I used Moho Anime Studio Debut for the bulk of the animation. There were a few times when I had to use Adobe Photoshop for some scenes where using Anime Studio would’ve been frustrating. (Like most graphics programs, Anime Studio Debut uses layers. Unlike the other graphics programs, you literally cannot control the opacity in those layers. So I switched to Photoshop for those times when I needed to control the opacity of certain layers, exported the graphics as a .jpeg, then imported it into Anime Studio Debut. I’m going to stop here on the technical stuff since not everyone is interested in such details.)
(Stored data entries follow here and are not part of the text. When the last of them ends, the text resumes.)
//! Ordered Tcl command buffer for the Sentaurus Visual console.
//!
//! Lines are kept exactly as they will be written. Besides commands, the
//! console's own journal interleaves `# ...` echo lines naming the object a
//! command produced, `# 0` / `# 1` status lines, and blank separators; the
//! generators reproduce that layout so a generated script reads like one
//! recorded from an interactive session.

/// Console banner opening every generated script.
const BANNER: [&str; 4] = [
    "################################################",
    "# Sentaurus Visual Console - Tcl version 8.6.6 #",
    "################################################",
    "# ",
];

/// An ordered sequence of console command lines.
#[derive(Debug, Clone, Default, PartialEq, Eq)]
pub struct Script {
    lines: Vec<String>,
}

impl Script {
    pub fn new() -> Self {
        Self::default()
    }

    pub fn lines(&self) -> &[String] {
        &self.lines
    }

    pub fn into_lines(self) -> Vec<String> {
        self.lines
    }

    pub fn len(&self) -> usize {
        self.lines.len()
    }

    pub fn is_empty(&self) -> bool {
        self.lines.is_empty()
    }

    pub fn push(&mut self, line: impl Into<String>) {
        self.lines.push(line.into());
    }

    /// `# {text}`
    pub fn echo(&mut self, text: impl AsRef<str>) {
        self.lines.push(format!("# {}", text.as_ref()));
    }

    pub fn blank(&mut self) {
        self.lines.push(String::new());
    }

    /// Console return value of the previous command.
    pub fn status(&mut self, code: u8) {
        self.lines.push(format!("# {}", code));
    }

    pub fn banner(&mut self) {
        for line in BANNER {
            self.push(line);
        }
    }

    /// Banner variant whose last line names the run that follows.
    pub fn banner_titled(&mut self, title: &str) {
        for line in &BANNER[..3] {
            self.push(*line);
        }
        self.echo(title);
    }

    /// `select_plots {a b c}`
    pub fn select_plots(&mut self, plots: &str) {
        self.lines.push(format!("select_plots {{{}}}", plots));
    }

    /// `select_plots {plot}` followed by its echo.
    pub fn select_and_echo(&mut self, plot: &str) {
        self.select_plots(plot);
        self.echo(plot);
    }

    /// Load a TDR file and open its dataset in a plot of its own.
    pub fn load_with_plot(&mut self, path: &str, dataset: &str, plot: &str) {
        self.push(format!("load_file {} -fod", path));
        self.push(format!("create_plot -dataset {}", dataset));
        self.select_plots(plot);
        self.echo(plot);
        self.blank();
        self.echo(plot);
        self.blank();
        self.echo(dataset);
    }

    /// Create a plot for a derived dataset and select it.
    pub fn plot_dataset(&mut self, create: String, plot: &str) {
        self.push(create);
        self.select_plots(plot);
        self.echo(plot);
        self.blank();
        self.echo(plot);
    }
}

/// Space-join identifiers for a braced Tcl list.
pub fn tcl_list<S: AsRef<str>>(items: &[S]) -> String {
    items
        .iter()
        .map(|s| s.as_ref())
        .collect::<Vec<_>>()
        .join(" ")
}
This animation was my first foray into actual lip-synching. Anime Studio Debut recommended this free open source software called Papagayo, which churns out lip movements based on both audio recordings and what you type into the application. If you want to know more about this, I suggest getting it yourself, since it is free to download.
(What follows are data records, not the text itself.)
//! Generation statistics for `--stats` output.

use std::collections::BTreeMap;
use std::time::{Duration, Instant};

use crate::script::Script;

/// Phase timings plus a breakdown of the generated script by command.
///
/// Created when `--stats` is passed; nothing is timed or counted otherwise.
pub struct Stats {
    total_start: Instant,
    phases: Vec<(&'static str, Duration)>,
    /// Command lines keyed by their leading verb (`load_file`, `create_curve`, ...).
    pub commands: BTreeMap<String, usize>,
    pub echo_lines: usize,
    pub blank_lines: usize,
}

impl Default for Stats {
    fn default() -> Self {
        Self::new()
    }
}

impl Stats {
    pub fn new() -> Self {
        Self {
            total_start: Instant::now(),
            phases: Vec::new(),
            commands: BTreeMap::new(),
            echo_lines: 0,
            blank_lines: 0,
        }
    }

    /// Record a completed phase with its duration.
    pub fn add_phase(&mut self, name: &'static str, duration: Duration) {
        self.phases.push((name, duration));
    }

    /// Tally every line of `script`.
    pub fn count_script(&mut self, script: &Script) {
        for line in script.lines() {
            if line.is_empty() {
                self.blank_lines += 1;
            } else if line.starts_with('#') {
                self.echo_lines += 1;
            } else {
                let verb = line.split_whitespace().next().unwrap_or(line);
                *self.commands.entry(verb.to_string()).or_insert(0) += 1;
            }
        }
    }

    pub fn command_count(&self, verb: &str) -> usize {
        self.commands.get(verb).copied().unwrap_or(0)
    }

    /// Print the stats table to stderr.
    pub fn display(&self) {
        let total = self.total_start.elapsed();
        eprintln!();
        eprintln!("=== svtcl Generation Stats ===");

        for (name, dur) in &self.phases {
            eprintln!("  {:<24} {:>8.3}ms", name, dur.as_secs_f64() * 1e3);
        }

        if !self.commands.is_empty() {
            eprintln!("  Commands:");
            for (verb, count) in &self.commands {
                eprintln!("    {:<22} {:>8}", verb, count);
            }
        }
        eprintln!("  Echo lines:             {:>8}", self.echo_lines);
        eprintln!("  Blank lines:            {:>8}", self.blank_lines);

        eprintln!("  ─────────────────────────────────");
        eprintln!("  Total:                  {:>8.3}ms", total.as_secs_f64() * 1e3);
    }
}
I originally planned on doing the entire thing in Anime Studio Debut while I would use iMovie only to put in the opening title and closing credits. There was a snag when I discovered that Anime Studio Debut can’t go any further than 3,000 frames and the song lasts longer than that. I was basically using the app’s default at 24 frames per second. If you do the math, you’d know that the maximum run time that the software can handle is 125 seconds or two minutes and five seconds. The song runs for two minutes and 31 seconds.

I found a workaround when I brought the song into Audacity and broke it up in two. Then I created two separate animation files, exported them separately, then brought them into iMovie where I managed to patch everything together into one file.

While I was working on this, I found out that Moby had been releasing animated music videos. The first one is a statement about people being addicted to their smartphones. The second one has become controversial because it makes an unflattering statement about President Donald Trump but that’s another story altogether. I was influenced by the end titles in both videos and they were my inspiration for how I created the end title in my own animation where I showed people where they can download or stream The Bachelor and the Bad Actress’ music.

Speaking of President Trump, I added some imagery of my own about The Donald along with a quote from George Orwell’s book Animal Farm. See if you can spot them while you’re watching my video.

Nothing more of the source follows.